I am terribly confused.
The Dome of the Rock inscriptions from 692 talk about Muhammad coming after Jesus. If he was actually not from Mecca as claimed in the hadith and Qur'an, his real origin would still be known and within living memory, especially if he was alive during the conquest of Palestine. The Umayyad claim that Muhammad came from Mecca would be ridiculed.
Why would the Umayyads continue Zubayr's Meccan focus when that legitimized their enemy? They hated the man, had him beheaded and crucified. They also kept Jerusalem as the center for prayer and only later was the qibla switched to Mecca.
It's like the Umayyads were trying to hide the origins of their religion, trying to legitimize it to Christians of the Levant while making it equally attractive to Hijaz Arabs by claiming a Meccan descent. All at the same time.
It makes my head hurt...
692 is 60 years after Mo's death, and 70 years after the alleged 'hijra.' To put that in perspective, Jesus died in 33 AD, and the Gospels were written between the 60s and 80s -- i.e., between 30 and 50 years after his death. Yet we know almost nothing about the life of the historical Jesus, and *literally* nothing about his life prior to its last year, 32-33 AD. The Gospels are chock full of fiction and fallacy. This is true even though Jesus's relatives were still all alive and formed part of the early church in Jerusalem (and Paul reports that he even met with them).
If you go by the *ordinary standards of religious history*, meaning you don't make a special exception for Islam, then the argument that 'people were still alive' imposes almost no constraints on a culture of oral storytelling about a religious founder. Think of how the sirah expands from cryptic references in the earliest accounts, and then 30 years later you have reports which go into exhaustive detail about what happened -- detail unknown to the earlier accounts. It was far worse still in the earliest days following Mo's death. Without clear written contemporaneous documentation that constrains the accounts, nothing gets reported correctly, and fictions proliferate explosively.
As to what the Umayyads thought about Mo, they weren't a cohesive entity, and only with Abd al Malik do we get a picture of what some of them thought -- but only a very dim outline. We don't exactly know what Abd al Malik himself thought, apart from the theology inscribed on the Dome of the Rock and in his coinage. But at that time, in my view, claiming succession to Mohammed as the religious-political quasidivine representative of Allah had become a vital political weapon, and it was at least partially constrained by certain widely prevailing narratives about Mo, as well as to a lesser extent by Qur'anic texts.

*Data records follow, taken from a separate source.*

//! Bootstrap-aggregated tree ensembles: bagging and random subspace.

use rand::Rng;
use rand::SeedableRng;
use rand_chacha::ChaCha8Rng;
use tracing::{debug, instrument};

use crate::dataset::validate_features_labels;
use crate::error::SweepError;
use crate::metrics::{accuracy, plurality};
use crate::split::SplitCriterion;
use crate::tree::{DecisionTree, DecisionTreeConfig};

/// How many features each member tree considers at a split decision.
#[derive(Debug, Clone, Copy, PartialEq, Eq)]
pub enum FeatureSubspace {
    /// Every split considers all features — the bagging ensemble.
    All,
    /// Every split considers `m` randomly chosen features — the
    /// random-subspace ("random forest") ensemble.
    Fixed(usize),
}

/// Configuration for a bootstrap-aggregated tree ensemble.
///
/// Construct via [`EnsembleConfig::bagging`] or
/// [`EnsembleConfig::random_subspace`], then chain `with_*` methods.
///
/// # Defaults
///
/// | Parameter           | Default            |
/// |---------------------|--------------------|
/// | `criterion`         | `Entropy`          |
/// | `max_depth`         | `None` (unlimited) |
/// | `min_samples_split` | 2                  |
/// | `seed`              | 42                 |
#[derive(Debug, Clone)]
pub struct EnsembleConfig {
    pub(crate) n_trees: usize,
    pub(crate) subspace: FeatureSubspace,
    pub(crate) criterion: SplitCriterion,
    pub(crate) max_depth: Option<usize>,
    pub(crate) min_samples_split: usize,
    pub(crate) seed: u64,
}

impl EnsembleConfig {
    /// Create a bagging config: bootstrap resamples, unrestricted splits.
    ///
    /// # Errors
    ///
    /// Returns [`SweepError::InvalidTreeCount`] if `n_trees` is zero.
    pub fn bagging(n_trees: usize) -> Result<Self, SweepError> {
        Self::with_subspace_strategy(n_trees, FeatureSubspace::All)
    }

    /// Create a random-subspace config: bootstrap resamples plus `m`
    /// randomly chosen features per split decision.
    ///
    /// `m` is validated against the dataset's feature count at fit time;
    /// `m` equal to the feature count is a valid baseline that degenerates
    /// to bagging behavior.
    ///
    /// # Errors
    ///
    /// Returns [`SweepError::InvalidTreeCount`] if `n_trees` is zero.
    pub fn random_subspace(n_trees: usize, m: usize) -> Result<Self, SweepError> {
        Self::with_subspace_strategy(n_trees, FeatureSubspace::Fixed(m))
    }

    fn with_subspace_strategy(
        n_trees: usize,
        subspace: FeatureSubspace,
    ) -> Result<Self, SweepError> {
        if n_trees == 0 {
            return Err(SweepError::InvalidTreeCount { n_trees });
        }
        Ok(Self {
            n_trees,
            subspace,
            criterion: SplitCriterion::Entropy,
            max_depth: None,
            min_samples_split: 2,
            seed: 42,
        })
    }

    // --- Setters ---

    /// Set the split quality criterion.
    #[must_use]
    pub fn with_criterion(mut self, criterion: SplitCriterion) -> Self {
        self.criterion = criterion;
        self
    }

    /// Set the maximum member-tree depth. `None` means unlimited.
    #[must_use]
    pub fn with_max_depth(mut self, max_depth: Option<usize>) -> Self {
        self.max_depth = max_depth;
        self
    }

    /// Set the minimum number of samples required to attempt a split.
    #[must_use]
    pub fn with_min_samples_split(mut self, min_samples_split: usize) -> Self {
        self.min_samples_split = min_samples_split;
        self
    }

    /// Set the random seed for bootstrap resampling and subspace selection.
    #[must_use]
    pub fn with_seed(mut self, seed: u64) -> Self {
        self.seed = seed;
        self
    }

    // --- Getters ---

    /// Return the number of member trees.
    #[must_use]
    pub fn n_trees(&self) -> usize {
        self.n_trees
    }

    /// Return the feature subspace strategy.
    #[must_use]
    pub fn subspace(&self) -> FeatureSubspace {
        self.subspace
    }

    /// Return the split criterion.
    #[must_use]
    pub fn criterion(&self) -> SplitCriterion {
        self.criterion
    }

    /// Return the maximum member-tree depth, if any.
    #[must_use]
    pub fn max_depth(&self) -> Option<usize> {
        self.max_depth
    }

    /// Return the minimum samples required to split a node.
    #[must_use]
    pub fn min_samples_split(&self) -> usize {
        self.min_samples_split
    }

    /// Return the random seed.
    #[must_use]
    pub fn seed(&self) -> u64 {
        self.seed
    }

    /// Train the ensemble on the provided row-major dataset.
    ///
    /// Each member draws a bootstrap resample (with replacement, same size
    /// as the training set) from a per-tree RNG seeded off the master seed,
    /// then fits one decision tree on it. Training is sequential; each
    /// trial's ensembles are transient and dropped after scoring.
    ///
    /// # Errors
    ///
    /// | Variant                              | When                                   |
    /// |--------------------------------------|----------------------------------------|
    /// | [`SweepError::EmptyDataset`]         | `features` is empty                    |
    /// | [`SweepError::LabelCountMismatch`]   | row and label counts differ            |
    /// | [`SweepError::ZeroFeatures`]         | rows have zero feature columns         |
    /// | [`SweepError::FeatureCountMismatch`] | rows have inconsistent lengths         |
    /// | [`SweepError::NonFiniteValue`]       | any value is NaN or infinite           |
    /// | [`SweepError::InvalidSubspaceSize`]  | `Fixed(m)` outside [1, n_features]     |
    #[instrument(skip_all, fields(n_trees = self.n_trees, n_samples = features.len()))]
    pub fn fit(&self, features: &[Vec<f64>], labels: &[usize]) -> Result<Ensemble, SweepError> {
        let (n_features, n_classes) = validate_features_labels(features, labels)?;

        let subspace = match self.subspace {
            FeatureSubspace::All => n_features,
            FeatureSubspace::Fixed(m) => {
                if m == 0 || m > n_features {
                    return Err(SweepError::InvalidSubspaceSize { m, n_features });
                }
                m
            }
        };

        let n_samples = features.len();
        debug!(n_samples, n_features, n_classes, subspace, "training ensemble");

        let mut master_rng = ChaCha8Rng::seed_from_u64(self.seed);
        let mut trees = Vec::with_capacity(self.n_trees);

        for _ in 0..self.n_trees {
            let mut rng = ChaCha8Rng::seed_from_u64(master_rng.r#gen());

            // Bootstrap resample: n_samples draws with replacement.
            let mut boot_features = Vec::with_capacity(n_samples);
            let mut boot_labels = Vec::with_capacity(n_samples);
            for _ in 0..n_samples {
                let idx = rng.gen_range(0..n_samples);
                boot_features.push(features[idx].clone());
                boot_labels.push(labels[idx]);
            }

            let tree = DecisionTreeConfig::new()
                .with_criterion(self.criterion)
                .with_max_depth(self.max_depth)
                .with_min_samples_split(self.min_samples_split)
                .with_subspace(Some(subspace))
                .with_seed(rng.r#gen())
                .fit(&boot_features, &boot_labels)?;
            trees.push(tree);
        }

        debug!(n_trees_trained = trees.len(), "ensemble training complete");

        Ok(Ensemble {
            trees,
            n_features,
            n_classes,
        })
    }
}

/// A fitted ensemble of bootstrap-trained decision trees.
#[derive(Debug, Clone)]
pub struct Ensemble {
    pub(crate) trees: Vec<DecisionTree>,
    pub(crate) n_features: usize,
    pub(crate) n_classes: usize,
}

impl Ensemble {
    /// Predict the class label for a single sample.
    ///
    /// Each member tree votes; the most frequent label wins, with ties
    /// broken deterministically toward the lowest label value.
    ///
    /// # Errors
    ///
    /// Returns [`SweepError::PredictionFeatureMismatch`] when
    /// `sample.len() != n_features`.
    pub fn predict(&self, sample: &[f64]) -> Result<usize, SweepError> {
        if sample.len() != self.n_features {
            return Err(SweepError::PredictionFeatureMismatch {
                expected: self.n_features,
                got: sample.len(),
            });
        }
        let mut votes = vec![0usize; self.n_classes];
        for tree in &self.trees {
            votes[tree.predict(sample)?] += 1;
        }
        Ok(plurality(&votes))
    }

    /// Predict class labels for a batch of samples.
    ///
    /// # Errors
    ///
    /// Returns [`SweepError::PredictionFeatureMismatch`] if any sample has
    /// the wrong feature count.
    pub fn predict_batch(&self, features: &[Vec<f64>]) -> Result<Vec<usize>, SweepError> {
        features.iter().map(|sample| self.predict(sample)).collect()
    }

    /// Fraction of test samples the ensemble classifies correctly.
    ///
    /// # Errors
    ///
    /// | Variant                                      | When                                 |
    /// |----------------------------------------------|--------------------------------------|
    /// | [`SweepError::PredictionFeatureMismatch`]    | a sample has the wrong feature count |
    /// | [`SweepError::ScoreLengthMismatch`]          | features/labels lengths differ       |
    /// | [`SweepError::EmptyDataset`]                 | the test set is empty                |
    pub fn score(
        &self,
        test_features: &[Vec<f64>],
        test_labels: &[usize],
    ) -> Result<f64, SweepError> {
        let predictions = self.predict_batch(test_features)?;
        accuracy(&predictions, test_labels)
    }

    /// Return the number of member trees.
    #[must_use]
    pub fn n_trees(&self) -> usize {
        self.trees.len()
    }

    /// Return the number of features the ensemble was trained on.
    #[must_use]
    pub fn n_features(&self) -> usize {
        self.n_features
    }

    /// Return the number of classes the ensemble was trained on.
    #[must_use]
    pub fn n_classes(&self) -> usize {
        self.n_classes
    }
}

#[cfg(test)]
mod tests {
    use super::*;

    /// Generate a simple 3-class separable dataset.
    fn make_separable_data() -> (Vec<Vec<f64>>, Vec<usize>) {
        let mut features = Vec::new();
        let mut labels = Vec::new();
        for i in 0..20 {
            features.push(vec![i as f64 * 0.15, 0.5]);
            labels.push(0);
        }
        for i in 0..20 {
            features.push(vec![10.0 + i as f64 * 0.15, 0.5]);
            labels.push(1);
        }
        for i in 0..20 {
            features.push(vec![20.0 + i as f64 * 0.15, 0.5]);
            labels.push(2);
        }
        (features, labels)
    }

    #[test]
    fn bagging_three_class_accuracy() {
        let (features, labels) = make_separable_data();
        let ensemble = EnsembleConfig::bagging(25)
            .unwrap()
            .with_seed(42)
            .fit(&features, &labels)
            .unwrap();
        let acc = ensemble.score(&features, &labels).unwrap();
        assert!(acc > 0.9, "accuracy = {acc}");
    }

    #[test]
    fn random_subspace_three_class_accuracy() {
        let (features, labels) = make_separable_data();
        let ensemble = EnsembleConfig::random_subspace(25, 1)
            .unwrap()
            .with_seed(42)
            .fit(&features, &labels)
            .unwrap();
        let acc = ensemble.score(&features, &labels).unwrap();
        assert!(acc > 0.8, "accuracy = {acc}");
    }

    #[test]
    fn accuracy_within_unit_interval() {
        let (features, labels) = make_separable_data();
        for config in [
            EnsembleConfig::bagging(5).unwrap(),
            EnsembleConfig::random_subspace(5, 2).unwrap(),
        ] {
            let acc = config
                .fit(&features, &labels)
                .unwrap()
                .score(&features, &labels)
                .unwrap();
            assert!((0.0..=1.0).contains(&acc), "accuracy = {acc}");
        }
    }

    #[test]
    fn single_tree_ensemble() {
        let (features, labels) = make_separable_data();
        let ensemble = EnsembleConfig::bagging(1)
            .unwrap()
            .with_seed(42)
            .fit(&features, &labels)
            .unwrap();
        assert_eq!(ensemble.n_trees(), 1);
        let acc = ensemble.score(&features, &labels).unwrap();
        assert!((0.0..=1.0).contains(&acc));
    }

    #[test]
    fn full_subspace_matches_bagging_predictions() {
        // Fixed(n_features) restricts nothing, so with the same seed the
        // member trees — and therefore every vote — are identical.
        let (features, labels) = make_separable_data();
        let bagging = EnsembleConfig::bagging(10)
            .unwrap()
            .with_seed(7)
            .fit(&features, &labels)
            .unwrap();
        let full = EnsembleConfig::random_subspace(10, 2)
            .unwrap()
            .with_seed(7)
            .fit(&features, &labels)
            .unwrap();
        assert_eq!(
            bagging.predict_batch(&features).unwrap(),
            full.predict_batch(&features).unwrap()
        );
    }

    #[test]
    fn deterministic_with_same_seed() {
        let (features, labels) = make_separable_data();
        let e1 = EnsembleConfig::random_subspace(10, 1)
            .unwrap()
            .with_seed(99)
            .fit(&features, &labels)
            .unwrap();
        let e2 = EnsembleConfig::random_subspace(10, 1)
            .unwrap()
            .with_seed(99)
            .fit(&features, &labels)
            .unwrap();
        assert_eq!(
            e1.predict_batch(&features).unwrap(),
            e2.predict_batch(&features).unwrap()
        );
    }

    #[test]
    fn invalid_tree_count_error() {
        assert!(matches!(
            EnsembleConfig::bagging(0).unwrap_err(),
            SweepError::InvalidTreeCount { n_trees: 0 }
        ));
        assert!(EnsembleConfig::random_subspace(0, 1).is_err());
    }

    #[test]
    fn subspace_out_of_range_error() {
        let (features, labels) = make_separable_data();
        let err = EnsembleConfig::random_subspace(5, 3)
            .unwrap()
            .fit(&features, &labels)
            .unwrap_err();
        assert!(matches!(
            err,
            SweepError::InvalidSubspaceSize { m: 3, n_features: 2 }
        ));
    }

    #[test]
    fn zero_subspace_error() {
        let (features, labels) = make_separable_data();
        let err = EnsembleConfig::random_subspace(5, 0)
            .unwrap()
            .fit(&features, &labels)
            .unwrap_err();
        assert!(matches!(err, SweepError::InvalidSubspaceSize { m: 0, .. }));
    }

    #[test]
    fn empty_dataset_error() {
        let err = EnsembleConfig::bagging(5).unwrap().fit(&[], &[]).unwrap_err();
        assert!(matches!(err, SweepError::EmptyDataset));
    }

    #[test]
    fn prediction_feature_mismatch() {
        let (features, labels) = make_separable_data();
        let ensemble = EnsembleConfig::bagging(3)
            .unwrap()
            .fit(&features, &labels)
            .unwrap();
        let err = ensemble.predict(&[1.0, 2.0, 3.0]).unwrap_err();
        assert!(matches!(
            err,
            SweepError::PredictionFeatureMismatch { expected: 2, got: 3 }
        ));
    }
}
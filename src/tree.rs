use rand::SeedableRng;
use rand_chacha::ChaCha8Rng;
use tracing::{debug, instrument};

use crate::dataset::validate_features_labels;
use crate::error::SweepError;
use crate::metrics::plurality;
use crate::node::Node;
use crate::split::{SplitCriterion, find_best_split};

/// Configuration for a single decision tree.
///
/// Construct via [`DecisionTreeConfig::new`], then chain `with_*` methods.
///
/// # Defaults
///
/// | Parameter           | Default               |
/// |---------------------|-----------------------|
/// | `criterion`         | `Entropy`             |
/// | `max_depth`         | `None` (unlimited)    |
/// | `min_samples_split` | 2                     |
/// | `subspace`          | `None` (all features) |
/// | `seed`              | 42                    |
#[derive(Debug, Clone)]
pub struct DecisionTreeConfig {
    pub(crate) criterion: SplitCriterion,
    pub(crate) max_depth: Option<usize>,
    pub(crate) min_samples_split: usize,
    pub(crate) subspace: Option<usize>,
    pub(crate) seed: u64,
}

impl DecisionTreeConfig {
    /// Create a new config with default values.
    #[must_use]
    pub fn new() -> Self {
        Self {
            criterion: SplitCriterion::Entropy,
            max_depth: None,
            min_samples_split: 2,
            subspace: None,
            seed: 42,
        }
    }

    /// Set the split quality criterion.
    #[must_use]
    pub fn with_criterion(mut self, criterion: SplitCriterion) -> Self {
        self.criterion = criterion;
        self
    }

    /// Set the maximum tree depth.
    ///
    /// `None` means grow until all leaves are pure or no valid split remains.
    /// `Some(d)` limits depth to `d` levels (root is depth 0).
    #[must_use]
    pub fn with_max_depth(mut self, max_depth: Option<usize>) -> Self {
        self.max_depth = max_depth;
        self
    }

    /// Set the minimum number of samples required to attempt a split.
    #[must_use]
    pub fn with_min_samples_split(mut self, min_samples_split: usize) -> Self {
        self.min_samples_split = min_samples_split;
        self
    }

    /// Set the number of features considered at each split decision.
    ///
    /// `None` means every split considers all features. `Some(m)` draws a
    /// fresh random subset of `m` feature columns at each internal node,
    /// the random-subspace restriction of a random-forest member tree.
    #[must_use]
    pub fn with_subspace(mut self, subspace: Option<usize>) -> Self {
        self.subspace = subspace;
        self
    }

    /// Set the random seed for reproducibility.
    #[must_use]
    pub fn with_seed(mut self, seed: u64) -> Self {
        self.seed = seed;
        self
    }

    // --- Getters ---

    /// Return the split criterion.
    #[must_use]
    pub fn criterion(&self) -> SplitCriterion {
        self.criterion
    }

    /// Return the maximum depth limit, if any.
    #[must_use]
    pub fn max_depth(&self) -> Option<usize> {
        self.max_depth
    }

    /// Return the minimum samples required to split a node.
    #[must_use]
    pub fn min_samples_split(&self) -> usize {
        self.min_samples_split
    }

    /// Return the per-split feature subspace size, if set.
    #[must_use]
    pub fn subspace(&self) -> Option<usize> {
        self.subspace
    }

    /// Return the random seed.
    #[must_use]
    pub fn seed(&self) -> u64 {
        self.seed
    }

    /// Train a decision tree on the provided row-major dataset.
    ///
    /// `features[sample_idx][feature_idx]` — row-major layout.
    /// `labels[sample_idx]` — class labels (zero-based).
    ///
    /// # Errors
    ///
    /// | Variant                                  | When                                     |
    /// |------------------------------------------|------------------------------------------|
    /// | [`SweepError::EmptyDataset`]             | `features` is empty                      |
    /// | [`SweepError::LabelCountMismatch`]       | row and label counts differ              |
    /// | [`SweepError::ZeroFeatures`]             | rows have zero feature columns           |
    /// | [`SweepError::FeatureCountMismatch`]     | rows have inconsistent lengths           |
    /// | [`SweepError::NonFiniteValue`]           | any value is NaN or infinite             |
    /// | [`SweepError::InvalidSubspaceSize`]      | `subspace` is outside [1, n_features]    |
    /// | [`SweepError::InvalidMaxDepth`]          | `max_depth` is `Some(0)`                 |
    /// | [`SweepError::InvalidMinSamplesSplit`]   | `min_samples_split` < 2                  |
    #[instrument(skip(self, features, labels), fields(n_samples = features.len()))]
    pub fn fit(&self, features: &[Vec<f64>], labels: &[usize]) -> Result<DecisionTree, SweepError> {
        let (n_features, n_classes) = validate_features_labels(features, labels)?;

        if let Some(d) = self.max_depth
            && d == 0
        {
            return Err(SweepError::InvalidMaxDepth { max_depth: 0 });
        }
        if self.min_samples_split < 2 {
            return Err(SweepError::InvalidMinSamplesSplit {
                min_samples_split: self.min_samples_split,
            });
        }

        let subspace = self.subspace.unwrap_or(n_features);
        if subspace == 0 || subspace > n_features {
            return Err(SweepError::InvalidSubspaceSize {
                m: subspace,
                n_features,
            });
        }

        let n_samples = features.len();
        debug!(n_samples, n_features, n_classes, subspace, "fitting decision tree");

        // Column-major layout for the split search.
        let col_features: Vec<Vec<f64>> = (0..n_features)
            .map(|feat_idx| features.iter().map(|row| row[feat_idx]).collect())
            .collect();

        let mut builder = TreeBuilder {
            col_features,
            labels,
            n_classes,
            criterion: self.criterion,
            max_depth: self.max_depth,
            min_samples_split: self.min_samples_split,
            subspace,
            nodes: Vec::new(),
        };

        let mut rng = ChaCha8Rng::seed_from_u64(self.seed);
        let sample_indices: Vec<usize> = (0..n_samples).collect();
        builder.grow(&sample_indices, 0, &mut rng);

        debug!(n_nodes = builder.nodes.len(), "decision tree built");

        Ok(DecisionTree {
            nodes: builder.nodes,
            n_features,
            n_classes,
        })
    }
}

impl Default for DecisionTreeConfig {
    fn default() -> Self {
        Self::new()
    }
}

/// Working state for recursive tree construction.
struct TreeBuilder<'a> {
    col_features: Vec<Vec<f64>>,
    labels: &'a [usize],
    n_classes: usize,
    criterion: SplitCriterion,
    max_depth: Option<usize>,
    min_samples_split: usize,
    subspace: usize,
    nodes: Vec<Node>,
}

impl TreeBuilder<'_> {
    /// Grow the subtree for `sample_indices` and return its arena index.
    fn grow(&mut self, sample_indices: &[usize], depth: usize, rng: &mut ChaCha8Rng) -> usize {
        let n_samples = sample_indices.len();

        let mut class_counts = vec![0usize; self.n_classes];
        for &si in sample_indices {
            class_counts[self.labels[si]] += 1;
        }
        let impurity = self.criterion.impurity(&class_counts, n_samples);

        let pure = impurity.value() == 0.0;
        let too_few = n_samples < self.min_samples_split;
        let depth_exceeded = self.max_depth.is_some_and(|max_d| depth >= max_d);

        if pure || too_few || depth_exceeded {
            return self.push_leaf(&class_counts, impurity, n_samples);
        }

        let split = find_best_split(
            &self.col_features,
            self.labels,
            sample_indices,
            self.n_classes,
            self.criterion,
            self.subspace,
            rng,
        );
        let split = match split {
            Some(s) => s,
            None => return self.push_leaf(&class_counts, impurity, n_samples),
        };

        // Arena pattern: reserve the index, recurse, then overwrite.
        let node_idx = self.nodes.len();
        self.nodes.push(Node::Leaf {
            prediction: 0,
            impurity,
            n_samples,
        });

        let left = self.grow(&split.left_indices, depth + 1, rng);
        let right = self.grow(&split.right_indices, depth + 1, rng);

        self.nodes[node_idx] = Node::Split {
            feature: split.feature,
            threshold: split.threshold,
            left,
            right,
            n_samples,
        };
        node_idx
    }

    fn push_leaf(
        &mut self,
        class_counts: &[usize],
        impurity: crate::node::Impurity,
        n_samples: usize,
    ) -> usize {
        let idx = self.nodes.len();
        self.nodes.push(Node::Leaf {
            prediction: plurality(class_counts),
            impurity,
            n_samples,
        });
        idx
    }
}

/// A fitted decision tree.
///
/// Stored as an arena-based `Vec<Node>` with index references for
/// cache-friendly traversal.
#[derive(Debug, Clone)]
pub struct DecisionTree {
    pub(crate) nodes: Vec<Node>,
    pub(crate) n_features: usize,
    pub(crate) n_classes: usize,
}

impl DecisionTree {
    /// Predict the class label for a single sample.
    ///
    /// Traverses from the root (index 0): at each split, goes left when
    /// `sample[feature] <= threshold`, right otherwise.
    ///
    /// # Errors
    ///
    /// Returns [`SweepError::PredictionFeatureMismatch`] when
    /// `sample.len() != n_features`.
    pub fn predict(&self, sample: &[f64]) -> Result<usize, SweepError> {
        if sample.len() != self.n_features {
            return Err(SweepError::PredictionFeatureMismatch {
                expected: self.n_features,
                got: sample.len(),
            });
        }
        let mut idx = 0usize;
        loop {
            match &self.nodes[idx] {
                Node::Leaf { prediction, .. } => return Ok(*prediction),
                Node::Split {
                    feature,
                    threshold,
                    left,
                    right,
                    ..
                } => {
                    idx = if sample[*feature] <= *threshold {
                        *left
                    } else {
                        *right
                    };
                }
            }
        }
    }

    /// Return the number of features the tree was trained on.
    #[must_use]
    pub fn n_features(&self) -> usize {
        self.n_features
    }

    /// Return the number of classes the tree was trained on.
    #[must_use]
    pub fn n_classes(&self) -> usize {
        self.n_classes
    }

    /// Return the total number of nodes in the tree (both splits and leaves).
    #[must_use]
    pub fn n_nodes(&self) -> usize {
        self.nodes.len()
    }

    /// Return the number of leaf nodes.
    #[must_use]
    pub fn n_leaves(&self) -> usize {
        self.nodes.iter().filter(|n| n.is_leaf()).count()
    }

    /// Return the maximum depth of the tree.
    ///
    /// A single-node tree (just a root leaf) has depth 0.
    #[must_use]
    pub fn depth(&self) -> usize {
        if self.nodes.is_empty() {
            return 0;
        }
        let mut max_depth = 0usize;
        let mut stack = vec![(0usize, 0usize)];
        while let Some((node_idx, d)) = stack.pop() {
            match &self.nodes[node_idx] {
                Node::Leaf { .. } => max_depth = max_depth.max(d),
                Node::Split { left, right, .. } => {
                    stack.push((*left, d + 1));
                    stack.push((*right, d + 1));
                }
            }
        }
        max_depth
    }
}
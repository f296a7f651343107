//! Test utilities and common setup.

use std::time::Duration;

use tokio::net::{TcpListener, TcpStream};
use tokio::sync::broadcast;
use tokio_tungstenite::{WebSocketStream, accept_async};

use parley::config::{ClientConfig, ConnectionConfig};
use parley::connection::{AgentConnection, ConnectionState};
use parley::transcript::Message;

/// A throwaway loopback WebSocket server that accepts one connection.
pub struct TestServer {
    pub url: String,
    accept: tokio::task::JoinHandle<WebSocketStream<TcpStream>>,
}

impl TestServer {
    pub async fn bind() -> Self {
        let listener = TcpListener::bind("127.0.0.1:0").await.unwrap();
        let url = format!("ws://{}", listener.local_addr().unwrap());
        let accept = tokio::spawn(async move {
            let (stream, _) = listener.accept().await.unwrap();
            accept_async(stream).await.unwrap()
        });
        Self { url, accept }
    }

    /// Wait for the client's handshake and hand back the server side.
    pub async fn accept(self) -> WebSocketStream<TcpStream> {
        self.accept.await.unwrap()
    }
}

/// Client config pointed at `url`, sized for tests.
pub fn test_config(url: &str) -> ClientConfig {
    ClientConfig {
        agent_url: url.to_string(),
        connection: ConnectionConfig {
            connect_timeout_secs: Some(5),
            ..ConnectionConfig::default()
        },
        ..ClientConfig::default()
    }
}

/// Block until the connection reaches `target`, failing the test on timeout.
pub async fn wait_for_state(connection: &AgentConnection, target: ConnectionState) {
    let mut rx = connection.watch_state();
    tokio::time::timeout(Duration::from_secs(5), rx.wait_for(|state| *state == target))
        .await
        .expect("timed out waiting for connection state")
        .expect("state watch closed");
}

/// Next transcript entry from a subscription, with a test-sized timeout.
pub async fn next_entry(feed: &mut broadcast::Receiver<Message>) -> Message {
    tokio::time::timeout(Duration::from_secs(5), feed.recv())
        .await
        .expect("timed out waiting for transcript entry")
        .expect("transcript feed closed")
}
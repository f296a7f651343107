//! Wire protocol types for the Parley chat client.
//!
//! Defines the frames exchanged with an agent backend over a single
//! persistent WebSocket connection:
//!
//! ```text
//! Operator terminal --[WS: raw text lines]--------> Agent backend
//! Operator terminal <--[WS: JSON agent frames]----- Agent backend
//! ```
//!
//! The two directions are asymmetric. Outbound traffic is unframed: the
//! operator's input is transmitted verbatim as one text frame, with no
//! envelope. Inbound traffic is JSON: every text frame decodes to an
//! [`AgentFrame`] carrying a kind discriminator and a string payload.

pub mod frames;

pub use frames::{AgentFrame, FrameKind, ProtocolError};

But as to why the Umayyads continued the Meccan narrative (to the extent they did -- it's not exactly attested by any contemporary evidence, I think tolerated it would be a better statement), that's easy. You had a Hijazi population that had been indoctrinated in a specific narrative. Al Hajjaj and Abd al Malik, upon crushing the Meccan stronghold, had two choices: One, to try to reverse the prevailing narrative and relocate it in Damascus or Jerusalem or something. Two, to simply accept it, but argue that *Abd al Malik* was the only legitimate successor, unifying all the regions together under the religious movement that he now claimed supreme authority over -- that way you turned this religious fervor in your favor, rather than fighting against it. This is an extremely common, if not default, practice in traditional Middle East conquests. The conqueror rarely obliterated local religious traditions, but rather argued that he was the fulfillment of them.
It would seem that Abd al Malik effectively tried to incorporate all of the major prevailing narratives into a new multipolar sacred geography, centered on Jerusalem, Medina, and Mecca, which was subordinate to his caliphal authority. And this multiplicity is partly why Islam's sacred geography is so confusing and the tradition records a lot of peculiarities and confusions about it. Rather than making it about Jerusalem/Damascus v. Mecca, the entire thing got sucked up into a confusing morass of legend (such as Mohammed's "night journey" to Jerusalem .... people were just making this stuff up).
In reality, we know absolutely nothing about Mo's early years, and what Muslim tradition reports has been shown over and over to be just as fictional and contrived as Christian tradition about Jesus's early life.
Lastly, yes Wikipedia is absolutely awful for Islamic history, but that reflects the fact that Islamic history is still in complete disarray as a discipline. Which is why Karen Armstrong gets cited as a source.